At The Data Incubator we run a free eight-week data science fellowship to help our Fellows land industry jobs. We love Fellows with diverse academic backgrounds that go beyond what companies traditionally think of when hiring data scientists. Paul was a Fellow in our Fall 2016 cohort who landed a job with Cloudera.
Following the completion of my PhD in Electrical and Computer Engineering in 2009, I joined Palantir Technologies as a Forward Deployed Engineer (client-facing software engineer). There, I helped Palantir enter a new vertical, that of Fortune 500 companies, where I built data integration and analysis software for novel commercial workflows. I left Palantir in 2012 and in 2013 I co-founded SolveBio, a genomics company whose mission is to help improve the variant-curation process; the process by which clinicians and genetic counselors research genetic mutations and label them as pathogenic, benign, or unknown. At SolveBio, my work was primarily focused on building scalable data cleansing, transformation and ingestion infrastructure that could be used to power the SolveBio genomics API. I also worked closely with geneticists and other domain experts in a semi-client-facing role.
The theme of my six years as a software engineer has been to help domain experts, whether they be fraud investigators at a bank or clinicians at a hospital, analyze disparate data to make better decisions.

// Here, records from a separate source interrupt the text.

/// React to an inbound text for the follow-up's current sub-state.
///
/// `None` means the event is dropped: no reply, no mutation. Unknown
/// sub-states and unrecognized answers to the arrival question both land
/// here by design.
pub fn on_text(follow_up: &FollowUp, text: &str, ctx: &FollowUpContext) -> Option<FollowUpOutcome> {
    let text = text.trim();
    let lowered = text.to_lowercase();

    match follow_up.sub_state? {
        FollowUpSubState::PreguntaLlegada => match lowered.as_str() {
            "si" => {
                let deadline = ctx.deadline();
                Some(FollowUpOutcome {
                    replies: vec![OutboundMessage::text(messages::ask_arrival_time())],
                    expected: active(),
                    update: Some(FollowUpUpdate {
                        status: Some(FollowUpStatus::EsperandoRespuesta),
                        sub_state: Some(FollowUpSubState::EsperandoFechaHoraLlegadaReal),
                        reply_deadline_at: Some(deadline),
                        ..Default::default()
                    }),
                    arm_silence_at: Some(deadline),
                    ..Default::default()
                })
            }
            "no" => {
                let deadline = ctx.deadline();
                let replies = if follow_up.path == 3 {
                    vec![OutboundMessage::text(
                        messages::reschedule_prompt_exceptional(),
                    )]
                } else {
                    vec![
                        OutboundMessage::text(messages::out_of_window_notice()),
                        messages::arrival_quick_pick(),
                    ]
                };
                Some(FollowUpOutcome {
                    replies,
                    expected: active(),
                    update: Some(FollowUpUpdate {
                        status: Some(FollowUpStatus::EsperandoRespuesta),
                        sub_state: Some(FollowUpSubState::EsperandoFechaReagendada),
                        reply_deadline_at: Some(deadline),
                        ..Default::default()
                    }),
                    arm_silence_at: Some(deadline),
                    ..Default::default()
                })
            }
            _ => None,
        },

        FollowUpSubState::EsperandoFechaHoraLlegadaReal => {
            let Some(caps) = ARRIVAL_TIME_RE.captures(text) else {
                return Some(FollowUpOutcome::reply(messages::time_format_error()));
            };
            let hour: u32 = caps[1].parse().ok()?;
            let minute: u32 = caps[2].parse().ok()?;
            let Some(arrived_at) = ctx.zone.today_at(ctx.now, hour, minute) else {
                return Some(FollowUpOutcome::reply(messages::time_invalid()));
            };
            Some(FollowUpOutcome {
                replies: vec![OutboundMessage::text(messages::arrival_confirmed(
                    follow_up,
                ))],
                expected: active(),
                update: Some(FollowUpUpdate {
                    status: Some(FollowUpStatus::CerradoConfirmado),
                    confirmed_arrival_at: Some(arrived_at),
                    ..Default::default()
                }),
                ..Default::default()
            })
        }

        FollowUpSubState::EsperandoFechaReagendada => {
            if !RESCHEDULE_DATE_RE.is_match(text) {
                return Some(FollowUpOutcome::reply(messages::date_format_error()));
            }
            let Some(execute_from_at) = ctx.zone.parse_dmy_hm(text) else {
                return Some(FollowUpOutcome::reply(messages::date_invalid()));
            };
            let body = messages::reschedule_confirmed(follow_up);
            Some(FollowUpOutcome {
                replies: vec![OutboundMessage::text(body.clone())],
                expected: active(),
                update: Some(FollowUpUpdate {
                    status: Some(FollowUpStatus::Reagendado),
                    ..Default::default()
                }),
                spawn_reschedule: Some(reschedule_from(
                    follow_up,
                    execute_from_at,
                    "REAGENDAMIENTO_TEXTO",
                )),
                mail: Some(MailRequest {
                    subject: messages::mail_subject(&follow_up.case_id),
                    body,
                }),
                ..Default::default()
            })
        }

        FollowUpSubState::PreguntaHoraComprometida => {
            if AFFIRMATIVES.contains(&lowered.as_str()) {
                let scheduled = ctx.now + Duration::minutes(ctx.corroboration_delay_min);
                Some(FollowUpOutcome {
                    replies: vec![OutboundMessage::text(messages::committed_confirmed(
                        follow_up,
                    ))],
                    expected: active(),
                    update: Some(FollowUpUpdate {
                        status: Some(FollowUpStatus::CerradoConfirmado),
                        closed_at: Some(ctx.now),
                        ..Default::default()
                    }),
                    spawn_follow_up: Some(chained_follow_up(follow_up, 2, Some(scheduled))),
                    ..Default::default()
                })
            } else if NEGATIVES.contains(&lowered.as_str()) {
                Some(FollowUpOutcome {
                    replies: vec![OutboundMessage::text(messages::not_confirmed_closing(
                        follow_up,
                    ))],
                    expected: active(),
                    update: Some(FollowUpUpdate {
                        status: Some(FollowUpStatus::CerradoNoConfirmado),
                        closed_at: Some(ctx.now),
                        ..Default::default()
                    }),
                    ..Default::default()
                })
            } else {
                Some(FollowUpOutcome::reply(messages::answer_si_no()))
            }
        }

        // Legacy sub-states: any input closes without validation.
        FollowUpSubState::EsperandoHoraLlegada => Some(FollowUpOutcome {
            replies: vec![OutboundMessage::text(messages::arrival_ack())],
            expected: active(),
            update: Some(FollowUpUpdate {
                status: Some(FollowUpStatus::CerradoConfirmado),
                ..Default::default()
            }),
            ..Default::default()
        }),
        FollowUpSubState::EsperandoReprogramacion => Some(FollowUpOutcome {
            replies: vec![OutboundMessage::text(messages::reprogram_ack())],
            expected: active(),
            update: Some(FollowUpUpdate {
                status: Some(FollowUpStatus::CerradoReprogramado),
                ..Default::default()
            }),
            ..Default::default()
        }),
    }
}

/// React to a quick-pick button while the follow-up awaits a reply.
///
/// The new visit time counts from the originally scheduled execution,
/// not from when the supplier pressed the button.
pub fn on_button(
    follow_up: &FollowUp,
    button_id: &str,
    ctx: &FollowUpContext,
) -> Option<FollowUpOutcome> {
    let minutes: i64 = button_id.strip_prefix("llegada_")?.parse().ok()?;
    if !matches!(minutes, 10 | 20 | 30) {
        return None;
    }

    let base = follow_up
        .scheduled_execute_at
        .unwrap_or(follow_up.created_at);
    let execute_from_at = base + Duration::minutes(minutes);
    let body = messages::reschedule_confirmed_at(follow_up, &ctx.zone.format_hm(execute_from_at));

    Some(FollowUpOutcome {
        replies: vec![OutboundMessage::text(body.clone())],
        expected: active(),
        update: Some(FollowUpUpdate {
            status: Some(FollowUpStatus::Reagendado),
            ..Default::default()
        }),
        spawn_reschedule: Some(reschedule_from(
            follow_up,
            execute_from_at,
            "REAGENDAMIENTO_BOTON",
        )),
        arm_silence_at: Some(execute_from_at),
        mail: Some(MailRequest {
            subject: messages::mail_subject(&follow_up.case_id),
            body,
        }),
        ..Default::default()
    })
}

/// The initial template send for a pending follow-up.
#[derive(Debug, Clone)]
pub struct InitialSend {
    pub message: OutboundMessage,
    pub sub_state: FollowUpSubState,
}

I have built infrastructure in both Java and Python, have used large SQL and NoSQL databases, and have spent countless hours perfecting Bash hackery (or wizardry, depending on your perspective).
My experiences as a software engineer were very relevant to data science in that I learned many ways to access, manipulate, and understand a variety of datasets from a variety of sources in a variety of formats. As the adage goes, “Garbage in. Garbage out.” No more is this true than in data science. Performing good data science requires cleaning and organizing data, and I feel very comfortable with this process.

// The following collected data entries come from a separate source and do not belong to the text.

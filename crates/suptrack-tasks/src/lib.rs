// SPDX-FileCopyrightText: 2026 Suptrack Contributors
// SPDX-License-Identifier: MIT OR Apache-2.0

//! Executable task units for both bot flows.
//!
//! The state machines in `suptrack-engine` are pure; everything here
//! executes their outcomes: persisting transitions, sending WhatsApp
//! messages, querying the CRM, arming silence checks, and dispatching
//! confirmation mail. The gateway and scheduler call into this crate
//! and nothing else.

pub mod context;
pub mod followup;
pub mod ingest;
pub mod runner;
pub mod support;

pub use context::Services;
pub use followup::{close_due_silences, handle_followup_event, send_initial, sweep_pending_flow};
pub use ingest::{ingest_today, IngestReport};
pub use runner::run_pending_reschedules;
pub use support::{handle_form_submission, handle_support_event};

What do you think you got out of The Data Incubator?
Several things! First, I got much needed exposure to the “science” portion of data science. I learned the techniques, terminology, and the mathematics that every data scientist should know. Moreover, The Data Incubator is organized so as to promote collaboration and (lots of) discussion amongst fellows. Not only did this help with my understanding, but I definitely built several lasting personal relationships with other fellows.
Could you tell us about your Data Incubator project?
My Capstone Project involves using machine learning models to build market-neutral long/short trading strategies from quantitative financial data. The data I used was primarily sourced from CapIQ and was collected via a combination of web scraping and bulk downloading. I calculated year-over-year rank-ordering of over 20+ financial indicators and used them to train classifiers whose output was ‘long’ or ‘short’ (i.e. positive growth vs. negative growth). I observed good portfolio performance which, expectedly, improved with the complexity of my models. My eventual goal is to integrate categorical datasets, such as sentiment extracted from filings and fraud indicators extracted from SEC documents, into my analysis and to backtest strategies more comprehensively.
What advice would you give to someone who is applying for The Data Incubator, particularly someone with your background?
I would advise that incoming candidates have at least an elementary-level understand of basic statistics (p-values, linear regression, etc.) and Python.
What’s your favorite thing you learned while at The Data Incubator? This can be a technology, concept, or whatever you want!
I loved learning Pandas (seriously) and Scikit Learn. Both of these frameworks are very well architected and implemented, and can make your life as a data scientist substantially more productive.
Where are you working now and tell us a little about your new job!
I’ll be working for Cloudera as a Software Engineer. In particular, I’ll be joining a very small team that is focused on further-reducing the friction of doing data science at scale and in the “cloud.” We will be providing the abstraction required for data scientists and engineers to quickly and easily deploy Hadoop clusters so they can focus on analytics instead of infrastructure.